Israel, which has called the city a "hornets nest" of Palestinian militancy, has raided Jenin at least twice since a Palestinian uprising against Israeli occupation erupted over a year ago.

Palestinian officials and witnesses said today that eight tanks rolled about 2 1/2 miles into Palestinian-ruled territory on the southern outskirts of Jenin before stopping. An additional 12 tanks were reported still in an Israeli-controlled area north of Jenin.

The Israeli army had no immediate comment.

Reuters also reported that a diplomatic source said Israel knew who Zeevi's killers were and was preparing to give the names to the Palestinians.

Zeevi, 75, spent a quarter-century in the Israeli army, retired as a major general and was considered extremist even by the standards of Israel's right wing. As leader of the National Unity-Yisrael Beitenu party, he opposed all peace negotiations. In July he likened Palestinians working and living illegally in Israel to "lice" and a "cancer."

He was found by his wife, Yael, and an American tourist on the floor of a hallway outside his room in the Hyatt Regency hotel in East Jerusalem. He had just returned from breakfast and was not carrying the mini-submachine gun that had become a fixture at his side.

His killing was a dangerous escalation of violence and ended any hopes for an immediate negotiated end to the Palestinian uprising.

"Only despicable terrorists can dream of assassinating an elected official in a democratic state," Sharon told an emergency session of parliament yesterday. "Only a regime that wants to subvert the state of Israel and deeply oppose peace can give shelter and support to murderers of this kind."

He continued, "We want peace with the Palestinian people, but there will be no compromises with terror. Never. His legacy we will fulfill. May God avenge his blood."

Sharon announced a freezing of all contacts with Palestinian leaders and rescinded orders to lift military blockades around West Bank cities. He ignored pleas for restraint from the United States and Europe, which hoped to preserve the faltering peace process.
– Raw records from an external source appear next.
use anyhow::{Context, Result, anyhow};
use directories::ProjectDirs;
use serde::{Deserialize, Serialize};
use std::{
    fs,
    path::{Path, PathBuf},
};

use crate::{dashboard::RacePolicy, model::Coordinates};

pub const API_KEY_ENV: &str = "OPENWEATHER_API_KEY";
pub const DEFAULT_BASE_URL: &str = "https://api.openweathermap.org/data/2.5";
pub const DEFAULT_FALLBACK_CITY: &str = "Delhi";

/// Top-level configuration stored on disk.
///
/// Example TOML:
/// ```toml
/// api_key = "..."
/// fallback_city = "Delhi"
/// race_policy = "last_response_wins"
///
/// [location]
/// latitude = 28.61
/// longitude = 77.21
/// ```
#[derive(Debug, Clone, Serialize, Deserialize)]
#[serde(default)]
pub struct Config {
    /// OpenWeather API key. `OPENWEATHER_API_KEY` takes precedence when set.
    pub api_key: Option<String>,

    pub base_url: String,

    /// City queried when no position is available.
    pub fallback_city: String,

    pub race_policy: RacePolicy,

    /// Position reported as "your location" when none is given on the command line.
    pub location: Option<Coordinates>,
}

impl Default for Config {
    fn default() -> Self {
        Self {
            api_key: None,
            base_url: DEFAULT_BASE_URL.to_string(),
            fallback_city: DEFAULT_FALLBACK_CITY.to_string(),
            race_policy: RacePolicy::default(),
            location: None,
        }
    }
}

impl Config {
    /// Load config from the platform config dir and apply environment overrides.
    pub fn load() -> Result<Self> {
        let path = Self::config_file_path()?;
        let mut cfg = Self::load_from(&path)?;
        cfg.apply_api_key_override(std::env::var(API_KEY_ENV).ok());
        Ok(cfg)
    }

    /// Load config from `path`, or return an empty default if it doesn't exist yet.
    pub fn load_from(path: &Path) -> Result<Self> {
        if !path.exists() {
            // First run: no config file, return empty.
            return Ok(Self::default());
        }

        let contents = fs::read_to_string(path)
            .with_context(|| format!("Failed to read config file: {}", path.display()))?;

        let cfg: Config = toml::from_str(&contents)
            .with_context(|| format!("Failed to parse config file: {}", path.display()))?;

        Ok(cfg)
    }

    /// Save config to the platform config dir.
    pub fn save(&self) -> Result<PathBuf> {
        let path = Self::config_file_path()?;
        self.save_to(&path)?;
        Ok(path)
    }

    /// Save config to `path`, creating parent directories as needed.
    pub fn save_to(&self, path: &Path) -> Result<()> {
        if let Some(parent) = path.parent() {
            fs::create_dir_all(parent).with_context(|| {
                format!("Failed to create config directory: {}", parent.display())
            })?;
        }

        let toml =
            toml::to_string_pretty(self).context("Failed to serialize configuration to TOML")?;

        fs::write(path, toml)
            .with_context(|| format!("Failed to write config file: {}", path.display()))?;

        Ok(())
    }

    /// Path to the config file.
    pub fn config_file_path() -> Result<PathBuf> {
        let dirs = ProjectDirs::from("dev", "weather-dashboard", "weather")
            .ok_or_else(|| anyhow!("Could not determine platform config directory"))?;

        Ok(dirs.config_dir().join("config.toml"))
    }

    /// A non-blank value replaces whatever key came from the file.
    pub fn apply_api_key_override(&mut self, value: Option<String>) {
        if let Some(key) = value.filter(|k| !k.trim().is_empty()) {
            self.api_key = Some(key);
        }
    }

    /// Returns the API key, if present.
    pub fn api_key(&self) -> Option<&str> {
        self.api_key.as_deref().filter(|k| !k.trim().is_empty())
    }

    pub fn require_api_key(&self) -> Result<&str> {
        self.api_key().ok_or_else(|| {
            anyhow!(
                "No OpenWeather API key configured.\n\
                 Hint: run `weather configure` or set {API_KEY_ENV}."
            )
        })
    }
}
"From today everything has changed," Sharon said, borrowing from President Bush's remarks after the Sept. 11 attacks in America.

Palestinian Authority officials said last night that its security forces had arrested the PFLP's spokesman in the West Bank city of Ramallah, Ali Jarada, after he gave an interview to the Hezbollah militia's TV station in Lebanon, Al-Manar, claiming responsibility.

It was unclear last night what role, if any, Jarada had in the killing. Palestinian officials said the killer would be tried in Palestinian courts, a pledge unacceptable to Israel.

Zeevi was shot about 7:45 a.m. and pronounced dead about two hours later at Hadassah Ein Karem Hospital. There were no witnesses and no one heard the shots; the gun apparently was equipped with a silencer.

David Hocking, an evangelical Christian minister visiting Jerusalem from California, was taking a shower in a room next to the Zeevis' when he heard the Cabinet minister's wife scream.

"I opened the door and saw him lying there in pool of blood," Hocking said in an interview. "Somebody shot him at close range in the face. It was pretty ugly."

Zeevi had retired from the army in 1974. He wore dog tags around his neck listing the names of Israeli soldiers missing in action.

He earned his nickname "Gandhi" in his youth because of his shaved head and thin build. An avid student of history and archaeology, Zeevi kept a lion as a mascot at his army office in Jerusalem.

Monday, Zeevi had announced his party's resignation from the government, accusing Sharon of capitulating to the Palestinians by easing restrictions on them. The resignation was to take effect yesterday afternoon.